Genotype and allele frequencies
Genotype distributions were in Hardy–Weinberg equilibrium, indicating that the subjects were representative of the general population. The frequencies of the genotypes and alleles of IL2RA , IL-10 ,IFN-γ, IRF5 , and CCR2 between EBV-HLH and control groups are shown in Table 2.
The IL2RA rs2104286 AA genotype and A allele were significantly more frequent in the EBV-HLH group than in the control group, suggesting that they might be associated with a significantly increased risk of EBV-HLH (OR = 2.894, 95% CI = 1.374–6.094 and OR = 2.077, 95% CI = 1.232–3.502, respectively). However, the frequencies of theIL2RA rs12722489 and rs11594656 genotypes and alleles were similar in the EBV-HLH and control groups (P > 0.05).

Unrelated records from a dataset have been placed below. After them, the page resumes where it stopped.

//! # Execution Runtime
//!
//! Hosts the vault and the counter on top of a [`LedgerDb`]. The runtime
//! plays the part of the outside world: it authenticates callers, keeps the
//! external wallets that value flows in from and out to, attaches value to
//! calls, and carries out every outbound transfer.
//!
//! Each call runs to completion against in-memory state. A committed call
//! has its events appended to the log in one batch, then the three
//! snapshots (vault, counter, wallets) are rewritten. A reverted call
//! leaves both the memory state and the store untouched.

use std::collections::BTreeMap;
use std::time::Instant;

use anyhow::{bail, Context, Result};
use chrono::{DateTime, Utc};
use serde::{Deserialize, Serialize};
use tracing::{debug, info, warn};
use uuid::Uuid;
use vault_contracts::{Counter, CounterEvent, CounterState, Vault, VaultConfig, VaultEvent, VaultState};
use vault_protocol::amount::Wei;
use vault_protocol::config::{COUNTER_SNAPSHOT_KEY, VAULT_SNAPSHOT_KEY, WALLETS_SNAPSHOT_KEY};
use vault_protocol::host::{CallContext, HostError, TransferHost};
use vault_protocol::identity::Address;
use vault_protocol::storage::{LedgerDb, SnapshotSet};

use crate::metrics::LedgerMetrics;
use crate::script::Call;

// ---------------------------------------------------------------------------
// External wallets
// ---------------------------------------------------------------------------

/// Balances held outside the contracts, plus the total ever minted into
/// them by `fund`.
#[derive(Debug, Clone, Default, PartialEq, Eq, Serialize, Deserialize)]
pub struct WalletBook {
    balances: BTreeMap<Address, Wei>,
    minted: Wei,
}

impl WalletBook {
    /// External balance of `account`.
    pub fn balance_of(&self, account: &Address) -> Wei {
        self.balances.get(account).copied().unwrap_or(0)
    }

    /// Total value minted into the system.
    pub fn minted(&self) -> Wei {
        self.minted
    }

    /// Sum of all external balances, or `None` on overflow.
    pub fn total(&self) -> Option<Wei> {
        self.balances
            .values()
            .try_fold(0u128, |acc, v| acc.checked_add(*v))
    }

    /// Creates new value in `account`.
    pub fn mint(&mut self, account: Address, amount: Wei) -> Result<(), HostError> {
        let minted = self
            .minted
            .checked_add(amount)
            .ok_or(HostError::Overflow(account))?;
        self.credit(account, amount)?;
        self.minted = minted;
        Ok(())
    }

    /// Adds `amount` to `account`.
    pub fn credit(&mut self, account: Address, amount: Wei) -> Result<(), HostError> {
        let balance = self
            .balance_of(&account)
            .checked_add(amount)
            .ok_or(HostError::Overflow(account))?;
        self.balances.insert(account, balance);
        Ok(())
    }

    /// Takes `amount` out of `account`, failing if it cannot cover it.
    pub fn debit(&mut self, account: Address, amount: Wei) -> Result<(), HostError> {
        let available = self.balance_of(&account);
        if amount > available {
            return Err(HostError::InsufficientFunds {
                account,
                available,
                requested: amount,
            });
        }
        self.balances.insert(account, available - amount);
        Ok(())
    }
}

/// Outbound transfers from either contract land in the recipient's wallet.
impl TransferHost<Vault> for WalletBook {
    fn transfer(&mut self, _vault: &mut Vault, to: &Address, amount: Wei) -> Result<(), HostError> {
        self.credit(*to, amount)
    }
}

impl TransferHost<Counter> for WalletBook {
    fn transfer(
        &mut self,
        _counter: &mut Counter,
        to: &Address,
        amount: Wei,
    ) -> Result<(), HostError> {
        self.credit(*to, amount)
    }
}

// ---------------------------------------------------------------------------
// Events and receipts
// ---------------------------------------------------------------------------

/// An entry in the persistent event log.
#[derive(Debug, Clone, PartialEq, Eq, Serialize, Deserialize)]
pub enum LedgerEvent {
    Vault(VaultEvent),
    Counter(CounterEvent),
    Funded { account: Address, amount: Wei },
}

/// Outcome of one call.
#[derive(Debug, Clone, Copy, PartialEq, Eq, Serialize)]
#[serde(rename_all = "snake_case")]
pub enum CallStatus {
    Success,
    Reverted,
}

/// Why a call reverted.
#[derive(Debug, Clone, PartialEq, Eq, Serialize)]
pub struct Revert {
    /// Machine-readable error kind.
    pub code: &'static str,
    /// Human-readable message.
    pub message: String,
}

impl From<vault_contracts::VaultError> for Revert {
    fn from(err: vault_contracts::VaultError) -> Self {
        Self {
            code: err.code(),
            message: err.to_string(),
        }
    }
}

impl From<vault_contracts::CounterError> for Revert {
    fn from(err: vault_contracts::CounterError) -> Self {
        Self {
            code: err.code(),
            message: err.to_string(),
        }
    }
}

impl From<HostError> for Revert {
    fn from(err: HostError) -> Self {
        let code = match err {
            HostError::TransferRejected { .. } => "TransferRejected",
            HostError::InsufficientFunds { .. } => "InsufficientFunds",
            HostError::Overflow(_) => "Overflow",
        };
        Self {
            code,
            message: err.to_string(),
        }
    }
}

/// One line of `exec` output.
#[derive(Debug, Clone, Serialize)]
pub struct Receipt {
    pub call_id: Uuid,
    pub index: usize,
    pub op: &'static str,
    pub caller: Address,
    pub status: CallStatus,
    #[serde(skip_serializing_if = "Option::is_none")]
    pub error: Option<Revert>,
    pub events: Vec<LedgerEvent>,
    #[serde(skip_serializing_if = "Option::is_none")]
    pub first_event_seq: Option<u64>,
    pub executed_at: DateTime<Utc>,
}

// ---------------------------------------------------------------------------
// Runtime
// ---------------------------------------------------------------------------

/// Stages the three snapshots that together make up the ledger.
fn snapshot_set(
    vault: &VaultState,
    counter: &CounterState,
    wallets: &WalletBook,
) -> Result<SnapshotSet> {
    let mut snapshots = SnapshotSet::default();
    snapshots.put(VAULT_SNAPSHOT_KEY, vault)?;
    snapshots.put(COUNTER_SNAPSHOT_KEY, counter)?;
    snapshots.put(WALLETS_SNAPSHOT_KEY, wallets)?;
    Ok(snapshots)
}

/// The vault, the counter and the wallets, bound to a store.
pub struct Runtime {
    db: LedgerDb,
    vault: Vault,
    counter: Counter,
    wallets: WalletBook,
    metrics: LedgerMetrics,
    executed: usize,
}

impl Runtime {
    /// Writes the genesis snapshots: an empty vault, a counter at zero owned
    /// by `counter_owner`, and no external value.
    pub fn init(db: &LedgerDb, counter_owner: Address, increment_price: Wei) -> Result<()> {
        if db.has_snapshot(VAULT_SNAPSHOT_KEY)? {
            bail!("store is already initialized");
        }
        let counter = Counter::new(counter_owner, increment_price);
        let snapshots = snapshot_set(&VaultState::default(), counter.state(), &WalletBook::default())?;
        db.commit::<LedgerEvent>(&[], &snapshots)?;
        db.flush()?;
        info!(%counter_owner, increment_price, "ledger initialized");
        Ok(())
    }

    /// Loads the contracts and wallets from an initialized store.
    pub fn open(db: LedgerDb, config: VaultConfig) -> Result<Self> {
        let vault_state: VaultState = db
            .get_snapshot(VAULT_SNAPSHOT_KEY)?
            .context("store is not initialized; run `vault-node init` first")?;
        let counter_state: CounterState = db
            .get_snapshot(COUNTER_SNAPSHOT_KEY)?
            .context("counter snapshot missing")?;
        let wallets: WalletBook = db
            .get_snapshot(WALLETS_SNAPSHOT_KEY)?
            .context("wallet snapshot missing")?;
        let metrics = LedgerMetrics::new().context("failed to register metrics")?;

        let runtime = Self {
            db,
            vault: Vault::from_state(vault_state, config),
            counter: Counter::from_state(counter_state),
            wallets,
            metrics,
            executed: 0,
        };
        runtime.check_supply()?;
        runtime.refresh_gauges();
        Ok(runtime)
    }

    /// Runs one call and persists it if it commits.
    ///
    /// A reverted call is reported in the receipt, not as an `Err`. `Err`
    /// means the store failed or a ledger invariant broke, and the caller
    /// should stop.
    pub fn execute(&mut self, call: &Call) -> Result<Receipt> {
        let started = Instant::now();
        let call_id = Uuid::new_v4();
        let index = self.executed;
        self.executed += 1;

        let outcome = self.dispatch(call);

        self.check_supply()?;
        if !self.vault.check_conservation() {
            bail!("vault conservation violated after {} (call {call_id})", call.op());
        }

        let (status, error, events, first_event_seq) = match outcome {
            Ok(events) => {
                let seq = self
                    .persist(&events)
                    .with_context(|| format!("failed to persist call {call_id}"))?;
                (CallStatus::Success, None, events, Some(seq))
            }
            Err(revert) => {
                warn!(
                    %call_id,
                    op = call.op(),
                    caller = %call.caller(),
                    code = revert.code,
                    "call reverted: {}",
                    revert.message
                );
                (CallStatus::Reverted, Some(revert), Vec::new(), None)
            }
        };

        let outcome_label = match status {
            CallStatus::Success => "success",
            CallStatus::Reverted => "reverted",
        };
        self.metrics
            .observe_call(call.op(), outcome_label, started.elapsed().as_secs_f64());
        self.refresh_gauges();

        Ok(Receipt {
            call_id,
            index,
            op: call.op(),
            caller: call.caller(),
            status,
            error,
            events,
            first_event_seq,
            executed_at: Utc::now(),
        })
    }

    fn dispatch(&mut self, call: &Call) -> Result<Vec<LedgerEvent>, Revert> {
        match *call {
            Call::Fund { account, amount } => {
                self.wallets.mint(account, amount)?;
                return Ok(vec![LedgerEvent::Funded { account, amount }]);
            }
            Call::Deposit { caller, amount } => {
                self.wallets.debit(caller, amount)?;
                if let Err(err) = self.vault.deposit(&CallContext::with_value(caller, amount)) {
                    self.wallets.credit(caller, amount)?;
                    return Err(err.into());
                }
            }
            Call::Withdraw { caller, amount } => {
                self.vault
                    .withdraw(&mut self.wallets, &CallContext::new(caller), amount)?;
            }
            Call::Approve {
                caller,
                spender,
                amount,
            } => {
                self.vault
                    .approve(&CallContext::new(caller), spender, amount)?;
            }
            Call::WithdrawFrom {
                caller,
                owner,
                amount,
            } => {
                self.vault.withdraw_from(
                    &mut self.wallets,
                    &CallContext::new(caller),
                    owner,
                    amount,
                )?;
            }
            Call::Increment { caller } => {
                self.counter.increment(&CallContext::new(caller))?;
            }
            Call::Decrement { caller } => {
                self.counter.decrement(&CallContext::new(caller))?;
            }
            Call::Reset { caller } => {
                self.counter.reset(&CallContext::new(caller));
            }
            Call::PaidIncrement { caller, amount } => {
                self.wallets.debit(caller, amount)?;
                let ctx = CallContext::with_value(caller, amount);
                if let Err(err) = self.counter.paid_increment(&ctx) {
                    self.wallets.credit(caller, amount)?;
                    return Err(err.into());
                }
            }
            Call::WithdrawProceeds { caller } => {
                self.counter
                    .withdraw_proceeds(&mut self.wallets, &CallContext::new(caller))?;
            }
        }

        let events = self
            .vault
            .take_events()
            .into_iter()
            .map(LedgerEvent::Vault)
            .chain(self.counter.take_events().into_iter().map(LedgerEvent::Counter))
            .collect();
        Ok(events)
    }

    fn persist(&self, events: &[LedgerEvent]) -> Result<u64> {
        let snapshots = snapshot_set(self.vault.state(), self.counter.state(), &self.wallets)?;
        let seq = self.db.commit(events, &snapshots)?;
        self.metrics
            .events_persisted_total
            .inc_by(events.len() as u64);
        debug!(first_seq = seq, count = events.len(), "events persisted");
        Ok(seq)
    }

    /// Minted value must be fully accounted for by the wallets, the vault's
    /// custody, and the counter's uncollected proceeds.
    fn check_supply(&self) -> Result<()> {
        let accounted = self
            .wallets
            .total()
            .and_then(|w| w.checked_add(self.vault.contract_balance()))
            .and_then(|t| t.checked_add(self.counter.proceeds()));
        if accounted != Some(self.wallets.minted()) {
            bail!(
                "value supply mismatch: minted {}, accounted {:?}",
                self.wallets.minted(),
                accounted
            );
        }
        Ok(())
    }

    fn refresh_gauges(&self) {
        self.metrics
            .set_ledger(self.vault.contract_balance(), self.vault.total_depositors());
    }

    /// Flushes the store to disk.
    pub fn flush(&self) -> Result<()> {
        self.db.flush()?;
        Ok(())
    }

    pub fn vault(&self) -> &Vault {
        &self.vault
    }

    pub fn counter(&self) -> &Counter {
        &self.counter
    }

    pub fn wallets(&self) -> &WalletBook {
        &self.wallets
    }

    pub fn db(&self) -> &LedgerDb {
        &self.db
    }

    pub fn metrics(&self) -> &LedgerMetrics {
        &self.metrics
    }
}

The IL-10 rs1800896 AA genotype and A allele were more frequent in the EBV-HLH group, suggesting that they might be associated with a significantly increased risk of EBV-HLH (OR = 3.792, 95% CI = 1.779–8.080 and OR = 2.194, 95% CI = 1.279–3.763, respectively). The frequencies of IL-10 rs1800872 AC and CC genotypes and C allele were significantly higher in the EBV-HLH group, and the CC genotype and C allele were also associated with a significantly increased risk of EBV-HLH (OR = 6.222, 95% CI = 1.330–29.109 and OR = 2.176, 95% CI = 1.257–3.767,respectively). Meanwhile, the distribution of IL-10rs1800871 was similar in both groups (P > 0.05).
In addition, there were no significant differences in the frequencies ofIFN-γ rs2430561 and IRF5 rs2004640 genotypes and alleles between the two groups (P > 0.05) (Table 2).